The eight Americans are among thousands of wives and children of foreign jihadists detained by U.S.-backed forces who defeated the last ISIS foothold in Baghouz in eastern Syria in March. The Kurdish-led forces are holding the women and children in already overflowing camps, in addition to hundreds of foreign fighters in prisons.
Kurdish leaders say they cannot hold the foreigners forever and warn that the prisoners pose a threat in northeast Syria.
But few countries want to take back their citizens, who may be hard to prosecute, and the prospect has sparked fierce debate in their home countries, where there is little public sympathy for the families of jihadists.
Abdulkarim Omar, co-chair of foreign relations in the Kurdish-led region, said foreign governments now appeared more willing to repatriate citizens but only for “humanitarian” reasons.
He told Reuters he expected more foreign women and children to be sent home from Syria in the near future.
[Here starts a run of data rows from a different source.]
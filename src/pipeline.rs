//! Pipeline orchestration
//!
//! This module provides the public API for Broadjump.
//! It drives pose frames through signal building and jump detection, and
//! hands the results to the encoders.

use tracing::{trace, warn};

use crate::config::JumpConfig;
use crate::detector::JumpDetector;
use crate::encoder::{events_to_csv, ReportEncoder};
use crate::error::{ComputeError, ConfigError};
use crate::event_log::EventLog;
use crate::schema::{FrameAdapter, PoseFrame};
use crate::signal::{SignalBuilder, SignalReading};
use crate::types::{FrameSample, FrameStats, JumpEvent, JumpReport, JumpState, TickOutput};

/// Detect jumps in an NDJSON stream of pose.frame.v1 records.
///
/// # Arguments
/// * `ndjson` - One pose frame per line
/// * `config` - Detector, signal and stream settings
///
/// # Returns
/// Completed jumps in detection order. A flight still in progress at the
/// end of the stream is not included.
///
/// # Example
/// ```ignore
/// let jumps = frames_to_jumps(&ndjson, &JumpConfig::default())?;
/// ```
pub fn frames_to_jumps(ndjson: &str, config: &JumpConfig) -> Result<Vec<JumpEvent>, ComputeError> {
    let frames = FrameAdapter::parse_ndjson(ndjson)?;
    let processor = process_frames(&frames, config)?;
    Ok(processor.finish().into_events())
}

/// Detect jumps in an NDJSON stream and render them as CSV.
///
/// Returns `None` when no jump was detected.
pub fn frames_to_csv(ndjson: &str, config: &JumpConfig) -> Result<Option<String>, ComputeError> {
    let jumps = frames_to_jumps(ndjson, config)?;
    Ok(events_to_csv(&jumps))
}

/// Run a batch of frames through a fresh processor.
///
/// Every frame is validated first. A schema mismatch aborts the batch; frames
/// with a bad size or time are left to the processor, which counts them as
/// without signal or dropped.
pub fn process_frames(
    frames: &[PoseFrame],
    config: &JumpConfig,
) -> Result<JumpProcessor, ComputeError> {
    for frame in frames {
        match frame.validate() {
            Err(err) if !err.is_recoverable() => return Err(err.into()),
            _ => {}
        }
    }

    let mut processor = JumpProcessor::new(config.clone())?;
    for frame in frames {
        processor.process_frame(frame);
    }
    Ok(processor)
}

/// Stateful processor for frame-by-frame detection.
///
/// Use this when frames arrive one at a time (live capture, streaming CLI,
/// FFI callers).
pub struct JumpProcessor {
    config: JumpConfig,
    builder: SignalBuilder,
    detector: JumpDetector,
    encoder: ReportEncoder,
    stats: FrameStats,
    last_timestamp: Option<f64>,
}

impl Default for JumpProcessor {
    fn default() -> Self {
        Self {
            config: JumpConfig::default(),
            builder: SignalBuilder::default(),
            detector: JumpDetector::default(),
            encoder: ReportEncoder::new(),
            stats: FrameStats::default(),
            last_timestamp: None,
        }
    }
}

impl JumpProcessor {
    /// Create a processor; the configuration is validated before anything runs
    pub fn new(config: JumpConfig) -> Result<Self, ConfigError> {
        config.validate()?;
        let detector = JumpDetector::new(config.detector.clone())?;
        Ok(Self {
            builder: SignalBuilder::new(&config.signal),
            detector,
            encoder: ReportEncoder::new(),
            stats: FrameStats::default(),
            last_timestamp: None,
            config,
        })
    }

    /// Process one pose frame.
    ///
    /// The frame time is its timestamp, or `frame_index / fallback_fps` when it
    /// only carries an index. Returns `None` when the frame was dropped
    /// because its time is missing, invalid, or not after the previous frame.
    pub fn process_frame(&mut self, frame: &PoseFrame) -> Option<TickOutput> {
        let Some(timestamp) = self.resolve_time(frame) else {
            self.stats.frames_dropped += 1;
            warn!(
                frame_index = ?frame.frame_index,
                timestamp = ?frame.timestamp,
                "dropping frame without a usable time"
            );
            return None;
        };

        let reading = self.builder.build_frame(frame);
        if let SignalReading::Missing { cause } = reading {
            trace!(timestamp, ?cause, "no signal");
        }
        self.process_sample(&reading.into_sample(timestamp))
    }

    /// Process one already-reduced sample.
    ///
    /// Returns `None` when the sample was dropped for an out-of-order or
    /// non-finite timestamp.
    /// Non-finite signal values are treated as a missing sample.
    pub fn process_sample(&mut self, sample: &FrameSample) -> Option<TickOutput> {
        let sample = sample.finite_or_missing();
        if !self.accept_time(sample.timestamp) {
            self.stats.frames_dropped += 1;
            warn!(
                timestamp = sample.timestamp,
                previous = ?self.last_timestamp,
                "dropping out-of-order frame"
            );
            return None;
        }

        self.last_timestamp = Some(sample.timestamp);
        self.stats.frames_processed += 1;
        if sample.vertical.is_some() {
            self.stats.frames_with_signal += 1;
        } else {
            self.stats.frames_without_signal += 1;
        }

        Some(self.detector.tick(&sample))
    }

    fn resolve_time(&self, frame: &PoseFrame) -> Option<f64> {
        match (frame.timestamp, frame.frame_index) {
            (Some(t), _) => Some(t),
            (None, Some(index)) => Some(index as f64 / self.config.stream.fallback_fps),
            (None, None) => None,
        }
    }

    fn accept_time(&self, timestamp: f64) -> bool {
        if !timestamp.is_finite() || timestamp < 0.0 {
            return false;
        }
        match self.last_timestamp {
            Some(last) => timestamp > last,
            None => true,
        }
    }

    pub fn state(&self) -> JumpState {
        self.detector.state()
    }

    /// Current smoothed vertical value, once the window is full
    pub fn smoothed(&self) -> Option<f64> {
        self.detector.smoothed()
    }

    pub fn events(&self) -> &EventLog {
        self.detector.events()
    }

    pub fn stats(&self) -> &FrameStats {
        &self.stats
    }

    pub fn config(&self) -> &JumpConfig {
        &self.config
    }

    /// Time spent in the air so far by the flight in progress, 0 when grounded
    pub fn airborne_duration(&self, now: f64) -> f64 {
        self.detector
            .airborne_context()
            .map(|context| (now - context.air_start_time).max(0.0))
            .unwrap_or(0.0)
    }

    /// CSV of the jumps detected so far, `None` when there are none
    pub fn events_csv(&self) -> Option<String> {
        events_to_csv(self.events().events())
    }

    /// Session report for everything processed so far
    pub fn report(&self) -> JumpReport {
        self.encoder.encode(
            &self.config,
            &self.stats,
            self.events().events(),
            self.state() == JumpState::Airborne,
        )
    }

    /// Session report as pretty-printed JSON
    pub fn report_json(&self) -> Result<String, ComputeError> {
        serde_json::to_string_pretty(&self.report()).map_err(ComputeError::JsonError)
    }

    /// End the session and hand back the completed jumps
    pub fn finish(self) -> EventLog {
        self.detector.finish()
    }
}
Omar said the eight Americans were due to arrive in the United States on Wednesday.
U.S. officials have not yet commented on the transfer.
The Kurdish-led administration, which controls swathes of north and east Syria, said it had helped repatriate them based on their “free and voluntary desire to return to their country.”
U.S. fights Alabama woman’s bid to return
An Indiana woman, Samantha Elhassani, is back in the U.S. but in jail in that state. She currently faces a trial over lying to the FBI over her ties to ISIS, with her four children reportedly in the custody of Indiana’s human services department.
Elhassani has maintained she was deceived by her husband in travelling to the area.
Meanwhile, Secretary of State Mike Pompeo, among others, have asserted that Hoda Muthana is not a U.S. citizen, despite being born in New Jersey and having spent most of her life in Alabama, because her father’s diplomatic status at the time of her birth does not automatically grant her birthright citizenship.
Muthana is still in Syria. The U.S. Justice Department has argued in court filings that the possession of a U.S. passport does not equal citizenship, and that there is “no unqualified right to government assistance for a U.S. citizen to return to the United States.”
Also in Syria is Kimberly Polman, who has U.S. and Canadian citizenship. Polman willingly travelled overseas with her husband, an ISIS sympathizer whom she originally met online and subsequently divorced.
She told The Associated Press in an interview in April that she greatly regrets her decision to do so.